Gov. Arnold Schwarzenegger's (search) office had no comment Thursday on how the governor would respond if the bill reached his desk, spokeswoman Margita Thompson said.

Several senators equated the struggle for gay marriage to the civil rights movements. They said arguments against the bill were similar to arguments in supporting slavery and opposing interracial marriage.

"This is probably the most profound civil rights movement of our generation, without a doubt," said Sen. Jackie Speier, a Democrat who supported the bill.

Sen. Sheila Kuehl, one of six gay members of the Legislature, told the chamber that gay couples have the same hopes for their relationships as heterosexual couples.

"Gay and lesbian people fall in love.

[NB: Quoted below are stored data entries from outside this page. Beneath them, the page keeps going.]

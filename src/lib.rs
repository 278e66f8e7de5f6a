//! Chat Archive Viewer - Browse exported chat archives
//!
//! This library loads a chat export from an archive directory and renders it as a
//! two-pane chat UI: a conversation list and the active conversation's thread. It
//! supports:
//!
//! - Root documents shaped as `{"conversations": [...]}`, a bare list, or a keyed object
//! - Threaded entries (`id` + `MessageList`) and flat message logs (`conversationid`)
//! - Media references resolved through an optional `endpoints.json` manifest
//! - Static HTML output and an interactive terminal viewer over the same view state
//!
//! # Example
//!
//! ```no_run
//! use chat_archive_viewer::config::{LoadOptions, RenderOptions};
//! use chat_archive_viewer::{DirSource, load_archive, open_view};
//!
//! let source = DirSource::new("/Users/alice/skype-export");
//! let index = load_archive(&source, &LoadOptions::default())?;
//! let mut view = open_view(&index, RenderOptions::default());
//! view.select(1);
//! println!("{} messages in the second conversation", view.messages().len());
//! # Ok::<(), chat_archive_viewer::LoadError>(())
//! ```

pub mod cli;
pub mod config;
pub mod controller;
pub mod indexer;
pub mod media;
pub mod models;
pub mod parsers;
pub mod render;
pub mod tui;
pub mod utils;

// Re-export commonly used types
pub use controller::{load_archive, open_view};
pub use indexer::build_index;
pub use models::{ArchiveIndex, Conversation, MediaIndex, Message};
pub use parsers::{ArchiveSource, DirSource, LoadError, MemorySource, parse_root};
pub use render::{ChatView, ContentRewriter};
pub use utils::paths::format_path_with_tilde;
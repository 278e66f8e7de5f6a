use chrono::{DateTime, Local, TimeZone, Utc};
use serde_json::Value;

use crate::config::TimeZoneMode;
use crate::parsers::deserializers::timestamp_from_value;

/// Shown when a message carries no usable timestamp
pub const INVALID_DATE: &str = "Invalid Date";

/// US-English date and time, e.g. "1/15/2024, 10:30:00 AM"
const US_DATE_TIME_FORMAT: &str = "%-m/%-d/%Y, %-I:%M:%S %p";

/// Format a raw timestamp field for a message's time label
pub fn format_date(value: Option<&Value>, zone: TimeZoneMode) -> String {
    match value.and_then(timestamp_from_value) {
        Some(timestamp) => match zone {
            TimeZoneMode::Local => format_in(&timestamp, &Local),
            TimeZoneMode::Utc => format_in(&timestamp, &Utc),
        },
        None => INVALID_DATE.to_string(),
    }
}

fn format_in<Tz: TimeZone>(timestamp: &DateTime<Utc>, zone: &Tz) -> String
where
    Tz::Offset: std::fmt::Display,
{
    timestamp.with_timezone(zone).format(US_DATE_TIME_FORMAT).to_string()
}
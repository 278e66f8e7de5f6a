use ratatui::layout::{Constraint, Direction, Layout, Rect};

/// Split-pane layout configuration
#[derive(Debug, Clone, Copy, Default, PartialEq, Eq)]
pub struct AppLayout {
    pub list_area: Rect,
    pub thread_area: Rect,
    pub status_area: Rect,
}

impl AppLayout {
    /// Create split-pane layout:
    /// - Conversation list: 35% width (left)
    /// - Message thread: 65% width (right)
    /// - Status bar: bottom row
    pub fn new(area: Rect) -> Self {
        let vertical_chunks = Layout::default()
            .direction(Direction::Vertical)
            .constraints([
                Constraint::Min(3),    // Main area (at least 3 rows)
                Constraint::Length(1), // Status bar (1 row)
            ])
            .split(area);

        let horizontal_chunks = Layout::default()
            .direction(Direction::Horizontal)
            .constraints([Constraint::Percentage(35), Constraint::Percentage(65)])
            .split(vertical_chunks[0]);

        Self {
            list_area: horizontal_chunks[0],
            thread_area: horizontal_chunks[1],
            status_area: vertical_chunks[1],
        }
    }
}
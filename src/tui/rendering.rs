use ratatui::Frame;
use ratatui::layout::{Alignment, Rect};
use ratatui::style::{Color, Modifier, Style};
use ratatui::text::{Line, Span, Text};
use ratatui::widgets::{Block, Borders, List, ListItem, ListState, Paragraph, Wrap};

use super::layout::AppLayout;
use crate::render::{ChatView, MessageRow, RowKind, plain_text};
use crate::utils::sanitize_for_terminal;

/// Rows each conversation takes in the list: title line and preview line
pub const LIST_ITEM_HEIGHT: u16 = 2;

const MUTED: Color = Color::Rgb(113, 113, 122);
const BRIGHT: Color = Color::Rgb(250, 250, 250);
const ACCENT: Color = Color::Rgb(0, 132, 255);
const STATUS_BG: Color = Color::Rgb(24, 24, 27);

/// Which pane receives navigation keys
#[derive(Debug, Clone, Copy, Default, PartialEq, Eq)]
pub enum Focus {
    #[default]
    List,
    Thread,
}

/// Render the entire UI and return the layout it was drawn with
pub fn render_ui(
    frame: &mut Frame,
    view: &ChatView<'_>,
    list_state: &mut ListState,
    focus: Focus,
    thread_scroll: u16,
) -> AppLayout {
    let layout = AppLayout::new(frame.area());

    render_chat_list(frame, layout.list_area, view, list_state, focus == Focus::List);
    render_thread(frame, layout.thread_area, view, thread_scroll, focus == Focus::Thread);
    render_status_bar(frame, layout.status_area, view, focus);
    layout
}

fn pane_block(title: String, focused: bool) -> Block<'static> {
    let border = if focused { ACCENT } else { MUTED };
    Block::default()
        .borders(Borders::ALL)
        .border_style(Style::default().fg(border))
        .title(title)
}

fn render_chat_list(
    frame: &mut Frame,
    area: Rect,
    view: &ChatView<'_>,
    list_state: &mut ListState,
    focused: bool,
) {
    let items: Vec<ListItem> = view
        .chat_list()
        .iter()
        .map(|item| {
            let title = Line::from(vec![
                Span::styled(
                    format!("[{}] ", sanitize_for_terminal(&item.avatar)),
                    Style::default().fg(ACCENT).add_modifier(Modifier::BOLD),
                ),
                Span::raw(sanitize_for_terminal(&item.title)),
            ]);
            let preview = Line::from(Span::styled(
                format!("     {}", sanitize_for_terminal(&item.preview)),
                Style::default().fg(MUTED),
            ));
            ListItem::new(Text::from(vec![title, preview]))
        })
        .collect();

    let list = List::new(items)
        .block(pane_block(" Conversations ".to_string(), focused))
        .highlight_style(
            Style::default()
                .fg(BRIGHT)
                .bg(Color::Rgb(16, 185, 129))
                .add_modifier(Modifier::BOLD),
        );

    list_state.select(view.active());
    frame.render_stateful_widget(list, area, list_state);
}

/// Terminal lines for a thread, one block per message separated by blank lines
pub fn thread_lines(rows: &[MessageRow]) -> Vec<Line<'static>> {
    let mut lines = Vec::new();
    for row in rows {
        let alignment = match row.kind {
            RowKind::Own => Alignment::Right,
            RowKind::Other => Alignment::Left,
        };

        if let Some(author) = row.author.as_deref().filter(|a| !a.is_empty()) {
            lines.push(
                Line::from(Span::styled(
                    sanitize_for_terminal(author),
                    Style::default().fg(ACCENT).add_modifier(Modifier::BOLD),
                ))
                .alignment(alignment),
            );
        }

        let content = sanitize_for_terminal(&plain_text(&row.content));
        for text in content.lines() {
            lines.push(Line::from(text.to_string()).alignment(alignment));
        }

        lines.push(
            Line::from(Span::styled(sanitize_for_terminal(&row.time), Style::default().fg(MUTED)))
                .alignment(alignment),
        );
        lines.push(Line::from(""));
    }
    lines
}

/// The wrapped thread body, without the pane border
fn thread_paragraph(view: &ChatView<'_>) -> Paragraph<'static> {
    let content = if view.chat_list().is_empty() {
        Text::from("No conversations in this archive")
    } else {
        Text::from(thread_lines(view.messages()))
    };
    Paragraph::new(content).wrap(Wrap { trim: false })
}

/// Rows the thread occupies once wrapped inside a pane of `area`
pub fn thread_height(view: &ChatView<'_>, area: Rect) -> usize {
    let inner_width = area.width.saturating_sub(2);
    if inner_width == 0 {
        return thread_lines(view.messages()).len();
    }
    thread_paragraph(view).line_count(inner_width)
}

fn render_thread(
    frame: &mut Frame,
    area: Rect,
    view: &ChatView<'_>,
    scroll: u16,
    focused: bool,
) {
    let title = view
        .active_conversation()
        .map(|c| format!(" {} ", sanitize_for_terminal(c.label())))
        .unwrap_or_else(|| " Messages ".to_string());

    let paragraph = thread_paragraph(view).block(pane_block(title, focused)).scroll((scroll, 0));

    frame.render_widget(paragraph, area);
}

fn render_status_bar(frame: &mut Frame, area: Rect, view: &ChatView<'_>, focus: Focus) {
    let total = view.chat_list().len();
    let mut parts = vec![format!("{total} conversations")];

    if let Some(active) = view.active() {
        parts.push(format!("chat {}/{}", active + 1, total));
        parts.push(format!("{} messages", view.messages().len()));
    }

    parts.push(match focus {
        Focus::List => "↑↓: select".to_string(),
        Focus::Thread => "↑↓: scroll".to_string(),
    });
    parts.push("Tab: switch pane".to_string());
    parts.push("q: quit".to_string());

    let paragraph = Paragraph::new(format!(" {} ", parts.join(" | ")))
        .style(Style::default().fg(BRIGHT).bg(STATUS_BG));

    frame.render_widget(paragraph, area);
}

We settle down. We commit our lives to one another. We raise our children. We protect them. We try to be good citizens," said Kuehl, a Democrat. "This is a bill whose time has come."

But Republican Sen. Tom McClintock, an opponent of the bill, said gay couples are entitled to certain rights but not the right to marry.

"Can't you see that marriage is a fundamentally different institution?" he asked.

"This is not the right thing to do," said Republican Sen. Dennis Hollingsworth. "We should protect traditional marriage and uphold all of those values and institutions that have made our society and keep our society together today."

Senate approval gave Leno another chance to get the bill passed. After the Assembly rebuffed his first attempt, he amended the measure's provisions into another bill that had already passed the Assembly and was awaiting action in the Senate. That was the bill the Senate approved Thursday and sent back to the Assembly.

California already confers many of the rights and duties of marriage on gay couples, who can register as domestic partners. Voters in 2000 also approved Proposition 22, which added a section to the state Family Code stating that "only marriage between a man and a woman is valid or recognized in California."

The proposition was put on the ballot when it appeared that Hawaii might legalize gay marriages and was intended to prevent California from recognizing gay marriages performed elsewhere.

The state Senate vote came as a state appellate court considered appeals of a San Francisco judge's ruling that overturned California laws banning recognition of gay marriages.

At the same time, opponents of same-sex marriage are trying to qualify initiatives for the 2006 ballot that would place a ban on gay marriages in the state Constitution.

Defenders of same-sex marriage took a longer view.

"Equality is equality, period," said one of the bill's supporters, Democrat Sen. Liz Figueroa. "When I leave this Legislature, I want to be able to tell my grandchildren I stood up for dignity and rights for all."